Given the nature of your position with the Company and your attendant responsibilities, the Company expects that you will, at all times during your employment, devote your full business time and attention to the business of the Company and you will not render commercial or professional services of any nature to any person or organization, whether or not for compensation, without the prior written consent of the Company’s Chief Financial Officer. The Company will be entitled to all of the benefits and profits arising from or incident to all such work services and advice.
“At-Will” Employment
Your employment with the Company will be “at-will.” As a result, either you or the Company may terminate your employment at any time, for any reason or for no reason, without further obligation or liability, except to the extent provided in the Pioneer Drilling Company Key Employee Severance Plan (the “Severance Plan”), attached hereto and described in further detail below.
Salary
You will be paid an annual base salary of $230,000. Your base salary will be reviewed at the end of each calendar year and adjusted from time to time, at the discretion of the Company.
Incentive Compensation
You will be designated as a Level II employee in the Company’s incentive compensation program. The incentive compensation is comprised of a cash incentive award and a stock incentive award. The goals and objectives connected with the cash incentive award will be developed jointly between the Company, the Compensation Committee and you. Based on your level and the achievement of both individual and Company performance goals, you will be eligible to receive a cash incentive award with a target amount of $115,000 and a maximum amount of $230,000.
The stock incentive award is comprised of an annual grant of stock options determined at the discretion of the Company’s Compensation Committee and subject to terms and conditions as the Company shall determine as of the date of any such grant. Given the discretionary nature of the award, the grant varies from year to year. However, had you been an employee of the Company for the fiscal year March 31, 2008 award which occurred in April of 2007, you would have be eligible to receive up to 85,000 options to purchase Company stock.
The exercise price for all options granted to you will be the fair market value of the Common Stock on the date of grant. Subject to your continued employment by the Company and its affiliates, the options granted to you will vest in equal annual installments over a three year period following the date of grant. The vesting of the options may accelerate in certain circumstances, to the extent provided in the Severance Plan.

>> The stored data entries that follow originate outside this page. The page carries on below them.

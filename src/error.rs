//! Crate-wide error type.
//!
//! Every module returns [`AppError`] so that the web layer can map a failure
//! to a page in one place.

use std::io;
use thiserror::Error;

#[derive(Error, Debug)]
pub enum AppError {
    /// A required form field was blank or malformed. Nothing was stored.
    #[error("{0}")]
    Validation(String),

    /// Username or password did not match.
    #[error("Invalid username or password")]
    AuthRejected,

    /// The container exists but could not be read or parsed.
    #[error("Storage unavailable: {0}")]
    StorageUnavailable(String),

    #[error("I/O error: {0}")]
    Io(#[from] io::Error),

    #[error("Configuration error: {0}")]
    Config(String),

    #[error("Export error: {0}")]
    Export(String),

    #[error("Template error: {0}")]
    Template(String),
}

impl AppError {
    pub fn validation(message: impl Into<String>) -> Self {
        AppError::Validation(message.into())
    }

    pub fn storage(message: impl ToString) -> Self {
        AppError::StorageUnavailable(message.to_string())
    }
}

pub type AppResult<T> = Result<T, AppError>;
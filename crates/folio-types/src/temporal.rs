use std::fmt;
use std::sync::{Mutex, PoisonError};
use std::time::{SystemTime, UNIX_EPOCH};

use serde::{Deserialize, Serialize};

/// Wall-clock reading in milliseconds since the UNIX epoch.
///
/// Persisted as a bare JSON number under the record's `timestamp` key.
#[derive(
    Clone, Copy, Default, PartialEq, Eq, Hash, PartialOrd, Ord, Serialize, Deserialize,
)]
#[serde(transparent)]
pub struct Timestamp(u64);

impl Timestamp {
    /// Create a timestamp from raw milliseconds.
    pub const fn from_millis(ms: u64) -> Self {
        Self(ms)
    }

    /// Current wall-clock time.
    pub fn now() -> Self {
        Self(wall_clock_ms())
    }

    /// Raw milliseconds since the UNIX epoch.
    pub const fn as_millis(&self) -> u64 {
        self.0
    }
}

impl fmt::Debug for Timestamp {
    fn fmt(&self, f: &mut fmt::Formatter<'_>) -> fmt::Result {
        write!(f, "Timestamp({}ms)", self.0)
    }
}

impl fmt::Display for Timestamp {
    fn fmt(&self, f: &mut fmt::Formatter<'_>) -> fmt::Result {
        write!(f, "{}", self.0)
    }
}

/// Strictly increasing timestamp source.
///
/// Each [`tick`](Self::tick) returns `max(wall_clock, last + 1)`, so readings
/// never repeat and never go backwards even when several are taken within the
/// same millisecond or the wall clock is stepped back. Safe for concurrent use.
pub struct MonotonicClock {
    last_ms: Mutex<u64>,
}

impl MonotonicClock {
    /// Create a clock with no prior readings.
    pub fn new() -> Self {
        Self {
            last_ms: Mutex::new(0),
        }
    }

    /// Produce a timestamp strictly greater than every earlier one.
    pub fn tick(&self) -> Timestamp {
        let wall = wall_clock_ms();
        let mut last = self.last_ms.lock().unwrap_or_else(PoisonError::into_inner);
        let next = wall.max(last.saturating_add(1));
        *last = next;
        Timestamp(next)
    }

    /// Record an externally observed timestamp so later ticks land after it.
    pub fn observe(&self, seen: Timestamp) {
        let mut last = self.last_ms.lock().unwrap_or_else(PoisonError::into_inner);
        if seen.0 > *last {
            *last = seen.0;
        }
    }

    /// The most recent reading handed out or observed.
    pub fn last(&self) -> Timestamp {
        Timestamp(*self.last_ms.lock().unwrap_or_else(PoisonError::into_inner))
    }
}

impl Default for MonotonicClock {
    fn default() -> Self {
        Self::new()
    }
}

impl fmt::Debug for MonotonicClock {
    fn fmt(&self, f: &mut fmt::Formatter<'_>) -> fmt::Result {
        f.debug_struct("MonotonicClock")
            .field("last", &self.last())
            .finish()
    }
}

fn wall_clock_ms() -> u64 {
    SystemTime::now()
        .duration_since(UNIX_EPOCH)
        .unwrap_or_default()
        .as_millis() as u64
}
use thiserror::Error;

use folio_blobs::BlobError;
use folio_meta::MetaError;
use folio_session::SessionError;

/// Every failure a caller of the core can observe.
#[derive(Debug, Error)]
pub enum CoreError {
    /// Bad user input; the operation was not attempted.
    #[error("{0}")]
    Validation(String),

    /// A store is inaccessible, unsupported, corrupt, or timed out.
    #[error("storage unavailable: {0}")]
    StorageUnavailable(String),

    /// A store ran out of space.
    #[error("storage full: {0}")]
    QuotaExceeded(String),

    /// The identity provider failed; the session is unchanged.
    #[error("authentication failed: {0}")]
    Auth(String),

    /// The operation needs a namespace but nobody is signed in.
    #[error("not signed in")]
    SignedOut,

    /// The operation is not valid in the current state.
    #[error("invalid operation: {0}")]
    InvalidOperation(String),

    #[error("configuration error: {0}")]
    Config(String),
}

impl CoreError {
    pub fn is_validation(&self) -> bool {
        matches!(self, Self::Validation(_))
    }

    pub fn is_quota_exceeded(&self) -> bool {
        matches!(self, Self::QuotaExceeded(_))
    }
}

impl From<MetaError> for CoreError {
    fn from(err: MetaError) -> Self {
        if err.is_quota_exceeded() {
            Self::QuotaExceeded(err.to_string())
        } else {
            Self::StorageUnavailable(err.to_string())
        }
    }
}

impl From<BlobError> for CoreError {
    fn from(err: BlobError) -> Self {
        if err.is_quota_exceeded() {
            Self::QuotaExceeded(err.to_string())
        } else {
            Self::StorageUnavailable(err.to_string())
        }
    }
}

impl From<SessionError> for CoreError {
    fn from(err: SessionError) -> Self {
        match err {
            SessionError::Auth(msg) => Self::Auth(msg),
            SessionError::InvalidTransition { .. } => Self::InvalidOperation(err.to_string()),
            SessionError::GuestFlag(msg) => Self::StorageUnavailable(msg),
        }
    }
}

pub type CoreResult<T> = Result<T, CoreError>;
use std::fmt;

use serde::{Deserialize, Serialize};

use crate::error::TypeError;

/// Display name shown while in guest mode.
pub const GUEST_DISPLAY_NAME: &str = "Guest (offline)";

/// Stable identifier issued by the identity provider.
#[derive(Clone, PartialEq, Eq, Hash, PartialOrd, Ord, Serialize, Deserialize)]
#[serde(transparent)]
pub struct UserId(String);

impl UserId {
    pub fn new(id: impl Into<String>) -> Result<Self, TypeError> {
        let id = id.into();
        if id.is_empty() {
            return Err(TypeError::EmptyUserId);
        }
        Ok(Self(id))
    }

    pub fn as_str(&self) -> &str {
        &self.0
    }
}

impl fmt::Debug for UserId {
    fn fmt(&self, f: &mut fmt::Formatter<'_>) -> fmt::Result {
        write!(f, "UserId({})", self.0)
    }
}

impl fmt::Display for UserId {
    fn fmt(&self, f: &mut fmt::Formatter<'_>) -> fmt::Result {
        f.write_str(&self.0)
    }
}

/// An authenticated user as reported by the identity provider.
#[derive(Clone, Debug, PartialEq, Eq, Serialize, Deserialize)]
pub struct UserProfile {
    pub user_id: UserId,
    pub display_name: String,
    #[serde(default, skip_serializing_if = "Option::is_none")]
    pub email: Option<String>,
}

/// Storage partition for project metadata.
#[derive(Clone, Debug, PartialEq, Eq, Hash)]
pub enum Namespace {
    /// The fixed, well-known guest partition.
    Guest,
    /// One partition per authenticated user.
    User(UserId),
}

impl Namespace {
    /// Key under which the partition is persisted.
    ///
    /// User keys carry a `user-` prefix so no user id can collide with the
    /// guest key.
    pub fn storage_key(&self) -> String {
        match self {
            Self::Guest => "guest".to_string(),
            Self::User(id) => format!("user-{id}"),
        }
    }

    pub fn is_guest(&self) -> bool {
        matches!(self, Self::Guest)
    }
}

impl fmt::Display for Namespace {
    fn fmt(&self, f: &mut fmt::Formatter<'_>) -> fmt::Result {
        f.write_str(&self.storage_key())
    }
}

/// The resolved session: exactly one of three states.
#[derive(Clone, Debug, PartialEq, Eq)]
pub enum Session {
    SignedOut,
    Guest,
    Authenticated(UserProfile),
}

impl Session {
    /// The active namespace. `SignedOut` has none and may not touch data.
    pub fn namespace(&self) -> Option<Namespace> {
        match self {
            Self::SignedOut => None,
            Self::Guest => Some(Namespace::Guest),
            Self::Authenticated(profile) => Some(Namespace::User(profile.user_id.clone())),
        }
    }

    pub fn display_name(&self) -> Option<&str> {
        match self {
            Self::SignedOut => None,
            Self::Guest => Some(GUEST_DISPLAY_NAME),
            Self::Authenticated(profile) => Some(&profile.display_name),
        }
    }

    pub fn is_signed_out(&self) -> bool {
        matches!(self, Self::SignedOut)
    }

    /// Short state label, e.g. for logs.
    pub fn label(&self) -> &'static str {
        match self {
            Self::SignedOut => "signed-out",
            Self::Guest => "guest",
            Self::Authenticated(_) => "authenticated",
        }
    }
}

impl fmt::Display for Session {
    fn fmt(&self, f: &mut fmt::Formatter<'_>) -> fmt::Result {
        match self {
            Self::SignedOut => f.write_str("signed out"),
            Self::Guest => write!(f, "{GUEST_DISPLAY_NAME}"),
            Self::Authenticated(p) => write!(f, "{} ({})", p.display_name, p.user_id),
        }
    }
}

#[cfg(test)]
mod tests {
    use super::*;

    fn profile(id: &str) -> UserProfile {
        UserProfile {
            user_id: UserId::new(id).unwrap(),
            display_name: "Ada".into(),
            email: None,
        }
    }

    #[test]
    fn signed_out_has_no_namespace() {
        assert!(Session::SignedOut.namespace().is_none());
        assert!(Session::SignedOut.display_name().is_none());
    }

    #[test]
    fn guest_namespace_is_fixed() {
        assert_eq!(Session::Guest.namespace(), Some(Namespace::Guest));
        assert_eq!(Namespace::Guest.storage_key(), "guest");
        assert_eq!(Session::Guest.display_name(), Some(GUEST_DISPLAY_NAME));
    }

    #[test]
    fn user_named_guest_does_not_collide() {
        let ns = Session::Authenticated(profile("guest")).namespace().unwrap();
        assert_ne!(ns.storage_key(), Namespace::Guest.storage_key());
        assert_eq!(ns.storage_key(), "user-guest");
    }

    #[test]
    fn empty_user_id_rejected() {
        assert_eq!(UserId::new(""), Err(TypeError::EmptyUserId));
    }

    #[test]
    fn profile_roundtrips_without_email() {
        let p = profile("user_abc");
        let json = serde_json::to_string(&p).unwrap();
        assert!(!json.contains("email"));
        let back: UserProfile = serde_json::from_str(&json).unwrap();
        assert_eq!(back, p);
    }
}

All options granted to you will be subject to the terms of the Company’s incentive plan from which the options are being granted and a stock option grant agreement between you and the Company.
Benefits
You will be entitled to participate in the Company’s medical, dental, disability and life insurance plans. You will be eligible to participate in the Company’s 401(k) Plan and to receive other benefits offered to other executives of similar rank and status. You will also receive a car allowance of $1000 per month. You will be entitled to 3 weeks paid vacation/sick leave per year, plus the paid holidays established by the Company each year.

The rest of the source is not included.